If you can’t resist eating the naughty things frequently - try to look at the reasons why - so often it is because we feel stressed, tired, low spirited, anxious, lonely, unloved, insecure, angry, etc - try to resolve these issues - bearing in mind that each & all of the topics on this page can hugely influence our psychological state and general health.  For more info, see: Nutrition.



Exercise

Take plenty of regular physical exercise.  In addition to exertion that increases our heart and breathing rates and induces sweating, this should include exercises that improve muscle and especially core strength, balance, agility, posture & suppleness. 


Our body was designed for a lot of activity, without it, it just does not work as well.  It is only in very recent times that we have become so inactive - a nation of couch-potatoes.  Exercise has a huge effect on our psychological state, improving mood and sense of well-being, reducing the effects of stress, and improving the functioning of all our organ systems: gut (digestion and bowels), heart & circulation, lungs, immune & detoxification systems, musculoskeletal system (bones, joints, muscles, ligaments & tendons), etc.  For more info, see: Exercise for Health.



Sleep

Most of us need good quality undisturbed sleep for 7-8 hours most nights if we are to achieve and maintain optimal health.


It seems that if we don’t already suffer with insomnia or have our sleep disturbed by external factors, many of us just do not allow ourselves enough good quality sleep.  Good sleep is essential because this is when most of our “repair & maintenance” systems work most efficiently.  Without repair & maintenance, systems rapidly deteriorate.  Like all the other topics on this page, the quality of our sleep depends on - yes, all the other topics on this page!  For more info, see: Sleep.



Stress Management

It is not an easy task to maintain our balance through the stresses and strains of life - especially in the world as it is now.  For most of us life has become far more complicated, fast and uncertain - and if we are to cope we need to be as healthy as possible in both mind and body. 


The following are fairly obvious, but so easily neglected: good self pacing with regular rest periods, catnaps / “power-naps”, regular holidays, simple relaxation exercises, realistic & appropriate expectations (of both ourselves & others), make life as simple as possible, etc.

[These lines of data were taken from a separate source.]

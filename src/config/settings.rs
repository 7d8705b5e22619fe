//! Configuration settings for Campus Helper.

use serde::{Deserialize, Serialize};
use std::collections::HashMap;
use std::path::PathBuf;
use tracing::warn;

/// Root configuration structure.
#[derive(Debug, Clone, Serialize, Deserialize)]
#[serde(default)]
#[derive(Default)]
pub struct Settings {
    pub general: GeneralSettings,
    pub server: ServerSettings,
    pub provider: ProviderSettings,
    pub embedding: EmbeddingSettings,
    pub rag: RagSettings,
    pub documents: DocumentSettings,
    pub index: IndexSettings,
    pub watcher: WatcherSettings,
    pub events: EventSettings,
    pub auth: AuthSettings,
    pub bot: BotSettings,
    pub prompts: PromptSettings,
}

/// General application settings.
#[derive(Debug, Clone, Serialize, Deserialize)]
#[serde(default)]
pub struct GeneralSettings {
    /// Directory for storing application data.
    pub data_dir: String,
    /// Log level (trace, debug, info, warn, error).
    pub log_level: String,
}

impl GeneralSettings {
    /// Log level for a `-v` count; without flags the configured level is used.
    pub fn log_level_for(&self, verbose: u8) -> &str {
        match verbose {
            0 => &self.log_level,
            1 => "debug",
            _ => "trace",
        }
    }
}

impl Default for GeneralSettings {
    fn default() -> Self {
        Self {
            data_dir: "~/.campus-helper".to_string(),
            log_level: "info".to_string(),
        }
    }
}

/// HTTP server settings.
#[derive(Debug, Clone, Serialize, Deserialize)]
#[serde(default)]
pub struct ServerSettings {
    pub host: String,
    pub port: u16,
}

impl Default for ServerSettings {
    fn default() -> Self {
        Self {
            host: "127.0.0.1".to_string(),
            port: 8000,
        }
    }
}

/// Hosted model provider (any OpenAI-compatible endpoint).
#[derive(Debug, Clone, Serialize, Deserialize)]
#[serde(default)]
pub struct ProviderSettings {
    /// Base URL; `None` means the OpenAI default.
    pub api_base: Option<String>,
    /// Name of the environment variable holding the API key.
    pub api_key_env: String,
    /// HTTP timeout for provider calls.
    pub timeout_secs: u64,
}

impl Default for ProviderSettings {
    fn default() -> Self {
        Self {
            api_base: None,
            api_key_env: "OPENAI_API_KEY".to_string(),
            timeout_secs: 300,
        }
    }
}

impl ProviderSettings {
    /// The API key, if the configured variable is set and non-empty.
    pub fn api_key(&self) -> Option<String> {
        std::env::var(&self.api_key_env).ok().filter(|k| !k.is_empty())
    }
}

/// Embedding generation settings.
#[derive(Debug, Clone, Serialize, Deserialize)]
#[serde(default)]
pub struct EmbeddingSettings {
    /// Embedding model to use.
    pub model: String,
    /// Requested embedding dimensions (omit to use the model default).
    pub dimensions: Option<u32>,
    /// Texts per embedding request.
    pub batch_size: usize,
}

impl Default for EmbeddingSettings {
    fn default() -> Self {
        Self {
            model: "text-embedding-3-small".to_string(),
            dimensions: Some(1536),
            batch_size: 100,
        }
    }
}

/// Answer generation settings.
#[derive(Debug, Clone, Serialize, Deserialize)]
#[serde(default)]
pub struct RagSettings {
    /// Chat model for response generation.
    pub model: String,
    /// Sampling temperature. Zero keeps answers deterministic.
    pub temperature: f32,
    /// Number of retrieved chunks placed in the prompt.
    pub top_k: usize,
}

impl Default for RagSettings {
    fn default() -> Self {
        Self {
            model: "gpt-4o-mini".to_string(),
            temperature: 0.0,
            top_k: 3,
        }
    }
}

/// Knowledge base (document corpus) settings.
#[derive(Debug, Clone, Serialize, Deserialize)]
#[serde(default)]
pub struct DocumentSettings {
    /// Directory scanned for source documents.
    pub dir: String,
    /// Maximum characters per chunk.
    pub chunk_size: usize,
    /// Characters shared between adjacent chunks of one document.
    pub chunk_overlap: usize,
}

impl Default for DocumentSettings {
    fn default() -> Self {
        Self {
            dir: "~/.campus-helper/knowledge_base".to_string(),
            chunk_size: 1000,
            chunk_overlap: 200,
        }
    }
}

/// Persisted vector index settings.
#[derive(Debug, Clone, Serialize, Deserialize)]
#[serde(default)]
pub struct IndexSettings {
    /// Directory holding the serialized index.
    pub dir: String,
}

impl Default for IndexSettings {
    fn default() -> Self {
        Self {
            dir: "~/.campus-helper/vector_index".to_string(),
        }
    }
}

/// Directory watcher settings.
#[derive(Debug, Clone, Serialize, Deserialize)]
#[serde(default)]
pub struct WatcherSettings {
    pub enabled: bool,
    /// Creation events inside this window collapse into one rebuild.
    pub debounce_ms: u64,
}

impl Default for WatcherSettings {
    fn default() -> Self {
        Self {
            enabled: true,
            debounce_ms: 2000,
        }
    }
}

/// Event list storage.
#[derive(Debug, Clone, Serialize, Deserialize)]
#[serde(default)]
pub struct EventSettings {
    pub file: String,
}

impl Default for EventSettings {
    fn default() -> Self {
        Self {
            file: "~/.campus-helper/data/events.json".to_string(),
        }
    }
}

/// Admin credential and token signing.
///
/// `ADMIN_PASSWORD` and `SECRET_KEY` in the environment override the file.
#[derive(Debug, Clone, Serialize, Deserialize)]
#[serde(default)]
pub struct AuthSettings {
    pub admin_username: String,
    pub admin_password: String,
    pub secret_key: String,
    pub token_minutes: i64,
}

pub(crate) const DEFAULT_ADMIN_PASSWORD: &str = "changeme";
pub(crate) const DEFAULT_SECRET_KEY: &str = "devsecret";

impl Default for AuthSettings {
    fn default() -> Self {
        Self {
            admin_username: "admin".to_string(),
            admin_password: DEFAULT_ADMIN_PASSWORD.to_string(),
            secret_key: DEFAULT_SECRET_KEY.to_string(),
            token_minutes: 60,
        }
    }
}

impl AuthSettings {
    /// Whether either secret still has its built-in development value.
    pub fn uses_default_secrets(&self) -> bool {
        self.admin_password == DEFAULT_ADMIN_PASSWORD || self.secret_key == DEFAULT_SECRET_KEY
    }
}

/// Telegram front-end settings.
#[derive(Debug, Clone, Serialize, Deserialize)]
#[serde(default)]
pub struct BotSettings {
    /// Base URL of the Campus Helper HTTP API.
    pub api_url: String,
    /// Telegram bot token (usually supplied as `TELEGRAM_BOT_TOKEN`).
    pub token: Option<String>,
    /// Timeout for `/chat` calls.
    pub chat_timeout_secs: u64,
    /// Longest message sent to Telegram in one piece.
    pub max_message_chars: usize,
}

impl Default for BotSettings {
    fn default() -> Self {
        Self {
            api_url: "http://localhost:8000".to_string(),
            token: None,
            chat_timeout_secs: 30,
            max_message_chars: 4000,
        }
    }
}

/// Prompt customization settings.
#[derive(Debug, Clone, Serialize, Deserialize)]
#[serde(default)]
pub struct PromptSettings {
    /// Directory for custom prompts (overrides defaults).
    pub custom_dir: Option<String>,
    /// Custom variables available in all prompts as {{variable_name}}.
    pub variables: HashMap<String, String>,
}

impl Default for PromptSettings {
    fn default() -> Self {
        Self {
            custom_dir: None,
            variables: super::prompts::default_variables(),
        }
    }
}

impl Settings {
    /// Load settings from the default configuration file.
    pub fn load() -> crate::error::Result<Self> {
        Self::load_from(None)
    }

    /// Load settings from a specific path, or default location if None.
    ///
    /// Environment overrides are applied after the file is read.
    pub fn load_from(path: Option<&PathBuf>) -> crate::error::Result<Self> {
        let mut settings = Self::read_from(path)?;
        settings.normalize();
        Ok(settings)
    }

    /// Read the file and environment overrides without clamping anything.
    ///
    /// Lets the binary pick its log level before [`Settings::normalize`] logs.
    pub fn read_from(path: Option<&PathBuf>) -> crate::error::Result<Self> {
        let config_path = match path {
            Some(p) => p.clone(),
            None => Self::default_config_path(),
        };

        let mut settings = if config_path.exists() {
            let content = std::fs::read_to_string(&config_path)?;
            toml::from_str(&content)?
        } else {
            Settings::default()
        };

        settings.apply_env_overrides();
        Ok(settings)
    }

    /// Overlay secrets and deployment values from the process environment.
    pub fn apply_env_overrides(&mut self) {
        if let Some(v) = non_empty_env("ADMIN_PASSWORD") {
            self.auth.admin_password = v;
        }
        if let Some(v) = non_empty_env("SECRET_KEY") {
            self.auth.secret_key = v;
        }
        if let Some(v) = non_empty_env("TELEGRAM_BOT_TOKEN") {
            self.bot.token = Some(v);
        }
        if let Some(v) = non_empty_env("CAMPUS_HELPER_API_URL") {
            self.bot.api_url = v;
        }
        if let Some(v) = non_empty_env("CAMPUS_HELPER_DOCUMENTS_DIR") {
            self.documents.dir = v;
        }
    }

    /// Clamp values that would break the pipeline.
    pub fn normalize(&mut self) {
        if self.documents.chunk_overlap >= self.documents.chunk_size {
            warn!(
                "chunk_overlap ({}) must be smaller than chunk_size ({}); using {}",
                self.documents.chunk_overlap,
                self.documents.chunk_size,
                self.documents.chunk_size / 5
            );
            self.documents.chunk_overlap = self.documents.chunk_size / 5;
        }
    }

    /// Save settings to a specific path.
    pub fn save_to(&self, path: &PathBuf) -> crate::error::Result<()> {
        if let Some(parent) = path.parent() {
            std::fs::create_dir_all(parent)?;
        }
        let content = toml::to_string_pretty(self)
            .map_err(|e| crate::error::HelperError::Config(e.to_string()))?;
        std::fs::write(path, content)?;
        Ok(())
    }

    /// Get the default configuration file path.
    pub fn default_config_path() -> PathBuf {
        dirs::config_dir()
            .unwrap_or_else(|| PathBuf::from("."))
            .join("campus-helper")
            .join("config.toml")
    }

    /// Expand shell variables in paths (e.g., ~).
    pub fn expand_path(path: &str) -> PathBuf {
        PathBuf::from(shellexpand::tilde(path).to_string())
    }

    /// Get the expanded data directory path.
    pub fn data_dir(&self) -> PathBuf {
        Self::expand_path(&self.general.data_dir)
    }

    /// Get the expanded knowledge base directory.
    pub fn documents_dir(&self) -> PathBuf {
        Self::expand_path(&self.documents.dir)
    }

    /// Get the expanded vector index directory.
    pub fn index_dir(&self) -> PathBuf {
        Self::expand_path(&self.index.dir)
    }

    /// Get the expanded events file path.
    pub fn events_file(&self) -> PathBuf {
        Self::expand_path(&self.events.file)
    }

    /// Create every directory the service writes into.
    pub fn ensure_dirs(&self) -> crate::error::Result<()> {
        std::fs::create_dir_all(self.data_dir())?;
        std::fs::create_dir_all(self.documents_dir())?;
        std::fs::create_dir_all(self.index_dir())?;
        if let Some(parent) = self.events_file().parent() {
            std::fs::create_dir_all(parent)?;
        }
        Ok(())
    }
}

fn non_empty_env(name: &str) -> Option<String> {
    std::env::var(name).ok().filter(|v| !v.is_empty())
}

When we feel “stressed” it is the result of either too many external or/and internal demands and pressures on us, or a downturn in our ability to cope - or a combination of both.  Our coping ability, both physical and psychological, is dependent on all the other factors discussed on this page - it is hugely affected by our nutritional state, exercise, sleep, infections, toxins and our psychological state.  For more info, see: Relaxation Essentials & Psychological.



Bugs

We share our environment with countless billions of microorganisms - without them life on our planet would cease.  For example, those in the soil are absolutely vital to healthy plants - including those we eat.  There are more bacteria in our large intestine than we have cells in our body - and the correct balance is vital for our health.  However there are also plenty of disease causing “pathogenic” organisms.  A healthy immune system is constantly vigilant, constantly deciding what is “foreign” and therefore bad for us and what is “self” and therefore ok/ good for us. It’s functioning is hugely affected by all the other factors discussed on this page.


Be sensible about cleanliness, hygiene and exposure to infection.  Use specific preventative measures when and where appropriate.  Use natural approaches to treat infections, avoiding antibiotics whenever possible.  Eat live yogurt or take a probiotic occasionally and always after antibiotics.  For more info, see: Bugs & Dysbiosis.



Toxins

Since the advent of the Industrial Revolution we have been living in a greater and greater chemical soup!  There are around 60 - 70,000 synthetic chemicals in regular use and the majority are new on the planet.  It was estimated that in 1997 the average UK family spent £25 per week on synthetic chemicals.  UK annual sales of chemicals is around £33 billion. By 1988 pesticides/herbicides were applied to 97% of all arable land - a total of 22,4oo,000 Kg.  Most of the plastics, adhesives, gloss paints & varnishes, composite woods (plywood, MDF, blockboard, particle board, etc) and fabrics (fire retardants) in our homes, schools and work places give off toxic fumes.  Synthetic chemicals are present in most of the cosmetics, soaps, creams, shampoos, hair dyes, bath additives and other items we put on our skin and hair, and in most perfumes, fragrances, air fresheners, etc.  The exhaust fumes from the combustion of most fossil fuels - oil, petrol, diesel, coal - are toxic (household gas, butane, propane, etc are not as long as they are burnt correctly).  Urban living and modern homes exposes us to a high level of air pollution.  Additionally, in the UK we consume over 200,000 tons of food additives a year.  If you smoke tobacco or work or live in a smoky atmosphere you are exposed to over 50 known cancer-causing (carcinogenic) compounds and over 400 other toxins. These include: nicotine, tar, carbon monoxide, cadmium, nickel, arsenic, formaldehyde, ammonia, acetone, benzene, hydrogen cyanide, toluene & DDT! 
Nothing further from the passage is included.